Problem requirements: Where a line has odd spacing or punctuation, keep it; transcribe all the entries exactly.

====== Task inputs ======

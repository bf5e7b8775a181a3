use cosmwasm_std::{ConversionOverflowError, Decimal, OverflowError, StdError, Uint128};
use thiserror::Error;

#[derive(Error, Debug, PartialEq)]
pub enum ContractError {
    #[error("{0}")]
    Std(#[from] StdError),

    #[error("Amount must be more than zero")]
    AmountMustBeMoreThanZero {},

    #[error("Token isn't allowed as collateral: {token}")]
    TokenNotAllowed { token: String },

    #[error("Token addresses and price feed addresses must be the same length")]
    TokenAddressesAndPriceFeedAddressesMustBeSameLength {},

    #[error("At least one collateral asset is required")]
    EmptyCollateralRegistry {},

    #[error("Duplicate collateral asset: {token}")]
    DuplicateCollateral { token: String },

    #[error("Price feed {price_feed} reports {decimals} decimals, max is 18")]
    InvalidFeedDecimals { price_feed: String, decimals: u8 },

    #[error("Stale price for {token}: updated at {updated_at}, block time {now}")]
    StalePrice { token: String, updated_at: u64, now: u64 },

    #[error("Invalid price for {token}: {answer}")]
    InvalidPrice { token: String, answer: i128 },

    #[error("Amount too large")]
    AmountTooLarge {},

    #[error("Insufficient collateral: balance {balance}, requested {requested}")]
    InsufficientCollateral { balance: Uint128, requested: Uint128 },

    #[error("Burn amount exceeds minted: minted {minted}, requested {requested}")]
    BurnAmountExceedsMinted { minted: Uint128, requested: Uint128 },

    #[error("Transfer failed: {reason}")]
    TransferFailed { reason: String },

    #[error("Mint failed: {reason}")]
    MintFailed { reason: String },

    #[error("Burn failed: {reason}")]
    BurnFailed { reason: String },

    #[error("Breaks health factor: {health_factor}")]
    BreaksHealthFactor { health_factor: Decimal },

    #[error("Health factor is ok, position can't be liquidated")]
    HealthFactorOk {},

    #[error("Liquidation doesn't improve the position's health factor")]
    HealthFactorNotImproved {},

    #[error("Debt to cover {debt_to_cover} is below the minimum liquidation size {minimum}")]
    BelowMinimumLiquidation { debt_to_cover: Uint128, minimum: Uint128 },

    #[error("Reentrant call")]
    ReentrantCall {},

    #[error("Unknown reply id: {id}")]
    UnknownReplyId { id: u64 },
}

impl From<OverflowError> for ContractError {
    fn from(_o: OverflowError) -> Self {
        ContractError::AmountTooLarge {}
    }
}

impl From<ConversionOverflowError> for ContractError {
    fn from(_o: ConversionOverflowError) -> Self {
        ContractError::AmountTooLarge {}
    }
}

======

Solution to the exercise:
repository bf5e7b8775a181a3
use cosmwasm_std::{ConversionOverflowError, Decimal, OverflowError, StdError, Uint128};
use thiserror::Error;

#[derive(Error, Debug, PartialEq)]
pub enum ContractError {
    #[error("{0}")]
    Std(#[from] StdError),

    #[error("Amount must be more than zero")]
    AmountMustBeMoreThanZero {},

    #[error("Token isn't allowed as collateral: {token}")]
    TokenNotAllowed { token: String },

    #[error("Token addresses and price feed addresses must be the same length")]
    TokenAddressesAndPriceFeedAddressesMustBeSameLength {},

    #[error("At least one collateral asset is required")]
    EmptyCollateralRegistry {},

    #[error("Duplicate collateral asset: {token}")]
    DuplicateCollateral { token: String },

    #[error("Price feed {price_feed} reports {decimals} decimals, max is 18")]
    InvalidFeedDecimals { price_feed: String, decimals: u8 },

    #[error("Stale price for {token}: updated at {updated_at}, block time {now}")]
    StalePrice { token: String, updated_at: u64, now: u64 },

    #[error("Invalid price for {token}: {answer}")]
    InvalidPrice { token: String, answer: i128 },

    #[error("Amount too large")]
    AmountTooLarge {},

    #[error("Insufficient collateral: balance {balance}, requested {requested}")]
    InsufficientCollateral { balance: Uint128, requested: Uint128 },

    #[error("Burn amount exceeds minted: minted {minted}, requested {requested}")]
    BurnAmountExceedsMinted { minted: Uint128, requested: Uint128 },

    #[error("Transfer failed: {reason}")]
    TransferFailed { reason: String },

    #[error("Mint failed: {reason}")]
    MintFailed { reason: String },

    #[error("Burn failed: {reason}")]
    BurnFailed { reason: String },

    #[error("Breaks health factor: {health_factor}")]
    BreaksHealthFactor { health_factor: Decimal },

    #[error("Health factor is ok, position can't be liquidated")]
    HealthFactorOk {},

    #[error("Liquidation doesn't improve the position's health factor")]
    HealthFactorNotImproved {},

    #[error("Debt to cover {debt_to_cover} is below the minimum liquidation size {minimum}")]
    BelowMinimumLiquidation { debt_to_cover: Uint128, minimum: Uint128 },

    #[error("Reentrant call")]
    ReentrantCall {},

    #[error("Unknown reply id: {id}")]
    UnknownReplyId { id: u64 },
}

impl From<OverflowError> for ContractError {
    fn from(_o: OverflowError) -> Self {
        ContractError::AmountTooLarge {}
    }
}

impl From<ConversionOverflowError> for ContractError {
    fn from(_o: ConversionOverflowError) -> Self {
        ContractError::AmountTooLarge {}
    }
}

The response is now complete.